A high-production brewery believed to be more than 5,000 years old has been uncovered by a team of archaeologists at a funerary site in southern Egypt, the tourism ministry said Saturday.
The site containing several “units” consisting of about 40 earthenware pots was uncovered at North Abydos by a joint Egyptian-American team, the ministry said in a statement on its Facebook page.
The brewery likely dates back to the era of King Narmer, it quoted the secretary general of Egypt’s Supreme Council of Antiquities, Mostafa Waziry, as saying, adding it believed the find to “be the oldest high-production brewery in the world.”
Narmer, who ruled more than 5,000 years ago, founded the First Dynasty and unified Upper and Lower Egypt.
British archaeologists first discovered the existence of the brewery at the beginning of the 20th century but its location was never precisely determined, the statement said.
The joint Egyptian-American team “was able to re-locate and uncover its contents”, it added.

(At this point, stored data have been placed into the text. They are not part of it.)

use std::path::PathBuf;
use std::process::ExitCode;

use camino::Utf8PathBuf;
use clap::{Args, Parser, Subcommand};
use miette::IntoDiagnostic;
use tracing_subscriber::EnvFilter;

use epigenomic_miner::app::{
    App, ConcatResult, MineResult, PlanResult, ProgressSinkKind, StatusResult,
};
use epigenomic_miner::concatenate::TableStatus;
use epigenomic_miner::config::{ConfigLoader, Overrides};
use epigenomic_miner::domain::{Grouping, Statistic};
use epigenomic_miner::error::MinerError;
use epigenomic_miner::executor::{TaskStatus, Workers};
use epigenomic_miner::output::{BarProgress, JsonOutput, OutputMode};
use epigenomic_miner::tui::Tui;

const GREEN: &str = "\x1b[32m";
const YELLOW: &str = "\x1b[33m";
const CYAN: &str = "\x1b[36m";
const RED: &str = "\x1b[31m";
const RESET: &str = "\x1b[0m";

#[derive(Parser)]
#[command(name = "epimine")]
#[command(about = "Mine per-region statistics from replicate epigenomic tracks")]
#[command(version, author)]
struct Cli {
    #[arg(long, global = true)]
    non_interactive: bool,

    #[command(flatten)]
    run: RunArgs,

    #[command(subcommand)]
    command: Commands,
}

#[derive(Subcommand)]
enum Commands {
    #[command(about = "Show the groups that would be mined")]
    Plan,
    #[command(about = "Mine every group that has no output yet")]
    Mine,
    #[command(about = "Join mined tables into one table per cell line")]
    Concat,
    #[command(about = "List mined files and tables per cell line")]
    Status,
}

#[derive(Args, Clone, Default)]
struct RunArgs {
    /// Config file (default: ./epimine.json, then the user config directory).
    #[arg(long, global = true)]
    config: Option<PathBuf>,

    /// Metadata table (CSV with cell_line, target, accession columns).
    #[arg(long, global = true)]
    metadata: Option<PathBuf>,

    /// Directory holding <accession>.bed.gz signal files.
    #[arg(long, global = true)]
    sources: Option<Utf8PathBuf>,

    /// Directory receiving mined and concatenated tables.
    #[arg(long, global = true)]
    targets: Option<Utf8PathBuf>,

    #[arg(long = "cell-line", global = true)]
    cell_lines: Vec<String>,

    #[arg(long, global = true)]
    assembly: Option<String>,

    /// Worker threads: a positive count, or `all` / -1.
    #[arg(long, global = true, allow_hyphen_values = true)]
    workers: Option<Workers>,

    #[arg(long, global = true, value_enum)]
    grouping: Option<Grouping>,

    /// Statistic to compute; repeat for several.
    #[arg(long = "stat", global = true, value_enum)]
    statistics: Vec<Statistic>,

    #[arg(long, global = true)]
    missing_threshold: Option<f64>,

    #[arg(long, global = true, num_args = 0..=1, default_missing_value = "true")]
    verify_alignment: Option<bool>,
}

impl RunArgs {
    fn overrides(&self) -> Overrides {
        Overrides {
            metadata: self.metadata.clone(),
            sources: self.sources.clone(),
            targets: self.targets.clone(),
            cell_lines: self.cell_lines.clone(),
            assembly: self.assembly.clone(),
            workers: self.workers,
            grouping: self.grouping,
            statistics: self.statistics.clone(),
            missing_threshold: self.missing_threshold,
            verify_alignment: self.verify_alignment,
        }
    }
}

fn main() -> ExitCode {
    if let Err(report) = run() {
        eprintln!("{report:?}");
        if let Some(error) = report.downcast_ref::<MinerError>() {
            return ExitCode::from(map_exit_code(error));
        }
        return ExitCode::from(1);
    }
    ExitCode::SUCCESS
}

fn map_exit_code(error: &MinerError) -> u8 {
    if error.is_configuration() {
        return 2;
    }
    match error {
        MinerError::MetadataRead(_)
        | MinerError::MetadataParse(_)
        | MinerError::MissingMetadataColumn(_)
        | MinerError::MisalignedSources { .. }
        | MinerError::MalformedSource { .. }
        | MinerError::MisalignedTables { .. }
        | MinerError::MalformedTable { .. }
        | MinerError::EmptyGroup(_)
        | MinerError::InvalidStrand(_) => 3,
        _ => 1,
    }
}

fn run() -> miette::Result<()> {
    tracing_subscriber::fmt()
        .with_env_filter(EnvFilter::from_default_env())
        .with_target(false)
        .with_writer(std::io::stderr)
        .init();

    let cli = Cli::parse();
    let output_mode = if cli.non_interactive {
        OutputMode::NonInteractive
    } else {
        OutputMode::Interactive
    };

    let config = ConfigLoader::resolve(cli.run.config.as_deref(), cli.run.overrides())
        .map_err(miette::Report::new)?;
    let app = App::new(config);

    match cli.command {
        Commands::Plan => run_plan(app, output_mode),
        Commands::Mine => run_mine(app, output_mode),
        Commands::Concat => run_concat(app, output_mode),
        Commands::Status => run_status(app, output_mode),
    }
}

fn run_plan(app: App, output_mode: OutputMode) -> miette::Result<()> {
    match output_mode {
        OutputMode::NonInteractive => {
            let result = app.plan(&JsonOutput).map_err(miette::Report::new)?;
            JsonOutput::print_plan(&result).into_diagnostic()
        }
        OutputMode::Interactive => {
            // Plan only reads the metadata table.
            let result = app.plan(&JsonOutput).map_err(miette::Report::new)?;
            print_plan_summary(&result);
            Ok(())
        }
    }
}

fn run_mine(app: App, output_mode: OutputMode) -> miette::Result<()> {
    match output_mode {
        OutputMode::NonInteractive => {
            let result = app.mine(&BarProgress::new()).map_err(miette::Report::new)?;
            JsonOutput::print_mine(&result).into_diagnostic()
        }
        OutputMode::Interactive => {
            let mut tui = Tui::new(ProgressSinkKind::Mine, app.config());
            let result = tui.run(move |sink| app.mine(sink))?;
            print_mine_summary(&result);
            Ok(())
        }
    }
}

fn run_concat(app: App, output_mode: OutputMode) -> miette::Result<()> {
    match output_mode {
        OutputMode::NonInteractive => {
            let result = app
                .concatenate(&BarProgress::new())
                .map_err(miette::Report::new)?;
            JsonOutput::print_concat(&result).into_diagnostic()
        }
        OutputMode::Interactive => {
            let mut tui = Tui::new(ProgressSinkKind::Concatenate, app.config());
            let result = tui.run(move |sink| app.concatenate(sink))?;
            print_concat_summary(&result);
            Ok(())
        }
    }
}

fn run_status(app: App, output_mode: OutputMode) -> miette::Result<()> {
    let result = app.status(&JsonOutput).map_err(miette::Report::new)?;
    match output_mode {
        OutputMode::NonInteractive => JsonOutput::print_status(&result).into_diagnostic(),
        OutputMode::Interactive => {
            print_status_summary(&result);
            Ok(())
        }
    }
}

fn print_plan_summary(result: &PlanResult) {
    println!("{CYAN}epimine plan{RESET}");
    println!(
        "{GREEN}groups to mine: {}{RESET}   {YELLOW}already mined: {}{RESET}",
        result.tasks.len(),
        result.skipped
    );
    for task in &result.tasks {
        println!(
            "{CYAN}* {}/{}{RESET} <- {} source(s)",
            task.cell_line,
            task.name,
            task.sources.len()
        );
        println!("    -> {}", task.target);
    }
}

fn print_mine_summary(result: &MineResult) {
    println!("{CYAN}epimine summary{RESET}");
    if result.nothing_to_do {
        println!(
            "{YELLOW}nothing to mine ({} groups already done){RESET}",
            result.skipped
        );
        return;
    }
    println!("{GREEN}mined: {}{RESET}", result.mined);
    println!("{YELLOW}already mined: {}{RESET}", result.skipped);
    let color = if result.corrupted > 0 { RED } else { GREEN };
    println!("{color}corrupted: {}{RESET}", result.corrupted);
    for task in &result.tasks {
        match &task.status {
            TaskStatus::Mined { rows } => {
                println!("{GREEN}+ {}/{} ({rows} regions){RESET}", task.cell_line, task.name)
            }
            TaskStatus::Corrupted { sources, reason } => {
                println!("{RED}! {}/{}: {reason}{RESET}", task.cell_line, task.name);
                for source in sources {
                    println!("{RED}    removed {source}{RESET}");
                }
            }
        }
    }
}

fn print_concat_summary(result: &ConcatResult) {
    println!("{CYAN}epimine concat{RESET}");
    println!("{GREEN}tables written: {}{RESET}", result.written);
    for table in &result.tables {
        match &table.status {
            TableStatus::Written { rows, columns } => println!(
                "{GREEN}+ {} ({rows} regions x {columns} features){RESET}",
                table.path
            ),
            TableStatus::Skipped => println!("{YELLOW}= {} (exists){RESET}", table.path),
            TableStatus::Missing => {
                println!("{YELLOW}? {} (no group in the metadata){RESET}", table.cell_line)
            }
            TableStatus::Incomplete { missing } => println!(
                "{RED}! {} (not mined yet: {}){RESET}",
                table.cell_line,
                missing.join(", ")
            ),
        }
    }
}

fn print_status_summary(result: &StatusResult) {
    println!("{CYAN}epimine status{RESET} ({})", result.targets);
    for entry in &result.cell_lines {
        let table = match &entry.table {
            Some(_) => format!("{GREEN}table ready{RESET}"),
            None => format!("{YELLOW}no table{RESET}"),
        };
        println!("{} - {} mined, {table}", entry.cell_line, entry.mined.len());
        for feature in &entry.mined {
            println!("    {feature}");
        }
    }
}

According to Waziry, the brewery consisted of eight large areas which were used as “units for beer production”.
Each sector contained about 40 earthenware pots arranged in two rows.
A mixture of grains and water used for beer production was heated in the vats, with each basin “held in place by levers made of clay placed vertically in the form of rings”.
Egypt has announced several major new discoveries which it hopes will spur tourism, a sector which has suffered multiple blows – from a 2011 uprising to the coronavirus pandemic.